The FIFA World Cup 2026 kicks off this summer across 16 host cities in the United States, Canada, and Mexico. For healthcare organizations in those markets, the event is not just a scheduling footnote. It is a signal to act.

Host cities will see a significant influx of international visitors over the course of the tournament. Many will not speak English. Some will need medical care. And when they walk through the doors of a clinic or emergency department, the responsibility for clear communication falls on the care team.

A Surge in LEP Patients Is a Real Clinical Risk

Healthcare organizations typically build their language access programs around the patient populations they see most. That is reasonable under normal conditions. But a global event like the World Cup disrupts those patterns.

Fans traveling from South America, Europe, Africa, and beyond will bring languages that many health systems in host cities do not encounter regularly. For patients with limited English proficiency (LEPs), a communication gap at intake is not a minor inconvenience. It affects whether they understand their diagnosis, their medications, and what happens after they leave.

This is a patient safety issue. It is also a compliance issue under federal law, which requires meaningful language access for LEP individuals regardless of how temporary or unusual the demand.
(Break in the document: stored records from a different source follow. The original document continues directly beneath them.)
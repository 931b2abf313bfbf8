// Copyright 2026 the Logo Explode Authors
// SPDX-License-Identifier: Apache-2.0 OR MIT

//! Engine configuration.
//!
//! The host page injects a settings object before the engine loads. Its
//! values come from a settings form, so numbers may arrive as strings and
//! booleans as `"1"`/`"0"`. [`RawSettings`] accepts any JSON shape per field;
//! [`EngineConfig::from_settings`] coerces each field independently and
//! falls back to that field's default when the value is missing or invalid.

use alloc::string::{String, ToString as _};

use serde::Deserialize;
use serde_json::Value;

/// Default duration of the outward (expand) animation, in milliseconds.
pub const DEFAULT_EXPAND_MS: u32 = 800;
/// Default duration of the inward (shrink) animation, in milliseconds.
pub const DEFAULT_SHRINK_MS: u32 = 800;
/// Default multiplier applied to the source size at full explosion.
pub const DEFAULT_EXPLODE_SCALE: f64 = 100.0;
/// Default pause after a swap before the target is measured.
pub const DEFAULT_SETTLE_DELAY_MS: u32 = 200;
/// Default stacking order of the overlay layer.
pub const DEFAULT_Z_INDEX: i32 = 99_999;
/// Fixed duration of the fade used when the destination has no target.
pub const FADE_DURATION_MS: u32 = 300;

/// Settings object as injected by the host page.
///
/// Every field is optional and untyped; coercion happens in
/// [`EngineConfig::from_settings`]. Unknown fields are ignored.
#[derive(Clone, Debug, Default, PartialEq, Deserialize)]
#[serde(rename_all = "camelCase", default)]
pub struct RawSettings {
    /// Expand duration in milliseconds.
    pub duration_expand: Option<Value>,
    /// Shrink duration in milliseconds.
    pub duration_shrink: Option<Value>,
    /// Explode scale multiplier.
    pub scale_explode: Option<Value>,
    /// Settle delay in milliseconds.
    pub layout_settle_delay: Option<Value>,
    /// Overlay z-index.
    pub z_index: Option<Value>,
    /// Whether to force the scroll position to the top after a swap.
    pub force_scroll_top: Option<Value>,
    /// Overlay background color (any CSS color).
    pub global_bg_color: Option<Value>,
    /// Upper bound on the destination fetch, in milliseconds. `0` disables it.
    pub fetch_timeout: Option<Value>,
    /// Whether to log transition diagnostics to the console.
    pub debug: Option<Value>,
}

/// Process-wide engine configuration, read once at startup.
#[derive(Clone, Debug, PartialEq)]
pub struct EngineConfig {
    /// Expand animation duration, in milliseconds.
    pub expand_duration_ms: u32,
    /// Shrink animation duration, in milliseconds.
    pub shrink_duration_ms: u32,
    /// Size multiplier of the clone at full explosion.
    pub explode_scale: f64,
    /// Pause after the swap before measuring the target, in milliseconds.
    pub settle_delay_ms: u32,
    /// Stacking order of the overlay.
    pub z_index: i32,
    /// Force the scroll position to the top around the swap.
    pub force_scroll_top: bool,
    /// Overlay background color used when a marker has none.
    pub global_bg_color: Option<String>,
    /// Abort the destination fetch after this many milliseconds.
    ///
    /// `None` keeps the fetch unbounded.
    pub fetch_timeout_ms: Option<u32>,
    /// Emit transition diagnostics to the console.
    pub debug: bool,
}

impl Default for EngineConfig {
    fn default() -> Self {
        Self {
            expand_duration_ms: DEFAULT_EXPAND_MS,
            shrink_duration_ms: DEFAULT_SHRINK_MS,
            explode_scale: DEFAULT_EXPLODE_SCALE,
            settle_delay_ms: DEFAULT_SETTLE_DELAY_MS,
            z_index: DEFAULT_Z_INDEX,
            force_scroll_top: true,
            global_bg_color: None,
            fetch_timeout_ms: None,
            debug: false,
        }
    }
}

impl EngineConfig {
    /// Builds a configuration from raw settings, field by field.
    #[must_use]
    pub fn from_settings(raw: &RawSettings) -> Self {
        let defaults = Self::default();
        Self {
            expand_duration_ms: raw
                .duration_expand
                .as_ref()
                .and_then(millis)
                .unwrap_or(defaults.expand_duration_ms),
            shrink_duration_ms: raw
                .duration_shrink
                .as_ref()
                .and_then(millis)
                .unwrap_or(defaults.shrink_duration_ms),
            explode_scale: raw
                .scale_explode
                .as_ref()
                .and_then(number)
                .filter(|s| *s > 0.0)
                .unwrap_or(defaults.explode_scale),
            settle_delay_ms: raw
                .layout_settle_delay
                .as_ref()
                .and_then(millis)
                .unwrap_or(defaults.settle_delay_ms),
            z_index: raw
                .z_index
                .as_ref()
                .and_then(number)
                .and_then(to_i32)
                .unwrap_or(defaults.z_index),
            force_scroll_top: raw
                .force_scroll_top
                .as_ref()
                .and_then(flag)
                .unwrap_or(defaults.force_scroll_top),
            global_bg_color: raw.global_bg_color.as_ref().and_then(text),
            fetch_timeout_ms: raw
                .fetch_timeout
                .as_ref()
                .and_then(millis)
                .filter(|ms| *ms > 0),
            debug: raw.debug.as_ref().and_then(flag).unwrap_or(defaults.debug),
        }
    }

    /// Parses a JSON settings document.
    ///
    /// Only a malformed document is an error; a well-formed one with bad
    /// field values still yields a configuration.
    pub fn from_json(json: &str) -> Result<Self, serde_json::Error> {
        let raw: RawSettings = serde_json::from_str(json)?;
        Ok(Self::from_settings(&raw))
    }
}

/// Reads a finite number from a JSON number or a numeric string.
pub(crate) fn number(value: &Value) -> Option<f64> {
    let n = match value {
        Value::Number(n) => n.as_f64(),
        Value::String(s) => s.trim().parse::<f64>().ok(),
        _ => None,
    }?;
    n.is_finite().then_some(n)
}

/// Reads a non-negative millisecond count.
fn millis(value: &Value) -> Option<u32> {
    let n = number(value)?;
    if n < 0.0 || n > f64::from(u32::MAX) {
        return None;
    }
    #[expect(
        clippy::cast_possible_truncation,
        clippy::cast_sign_loss,
        reason = "range checked above; rounding to whole milliseconds"
    )]
    let ms = (n + 0.5) as u32;
    Some(ms)
}

fn to_i32(n: f64) -> Option<i32> {
    if n < f64::from(i32::MIN) || n > f64::from(i32::MAX) {
        return None;
    }
    #[expect(
        clippy::cast_possible_truncation,
        reason = "range checked above; z-index is integral"
    )]
    let z = n as i32;
    Some(z)
}

/// Reads a boolean from the shapes a settings form produces.
fn flag(value: &Value) -> Option<bool> {
    match value {
        Value::Bool(b) => Some(*b),
        Value::Number(n) => n.as_f64().map(|n| n != 0.0),
        Value::String(s) => match s.trim() {
            "1" | "true" | "yes" | "on" => Some(true),
            "" | "0" | "false" | "no" | "off" => Some(false),
            _ => None,
        },
        _ => None,
    }
}

fn text(value: &Value) -> Option<String> {
    match value {
        Value::String(s) if !s.trim().is_empty() => Some(s.trim().to_string()),
        _ => None,
    }
}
What Healthcare Operations Leaders Should Be Asking Now

The planning window is open. Before demand shifts, operations and clinical leaders at community health centers and health systems in host markets should be asking a few direct questions:

  • Can staff access a qualified interpreter quickly across care settings, including remote video and audio?

  • Does the current model cover languages outside the organization's typical demand pattern?

  • Are workflows simple enough that frontline teams will actually use them under pressure?

  • Can interpreter access scale without adding burden to staff who are already stretched?

Remote interpreting is one of the most practical tools for this moment. It gives care teams flexible, on-demand access to qualified interpreters across a wide range of languages without requiring organizations to predict every need in advance. Solutions like GLOBO put that coverage directly in the hands of the staff who need it, through existing devices and straightforward workflows.

The Opportunity Is Now

The World Cup will last a few weeks. But the preparation should be happening now. Health systems in host cities that review their language access infrastructure before kickoff will be in a far stronger position when demand changes.

Language access readiness is not a tournament problem. It is a care quality standard that this summer will put to the test.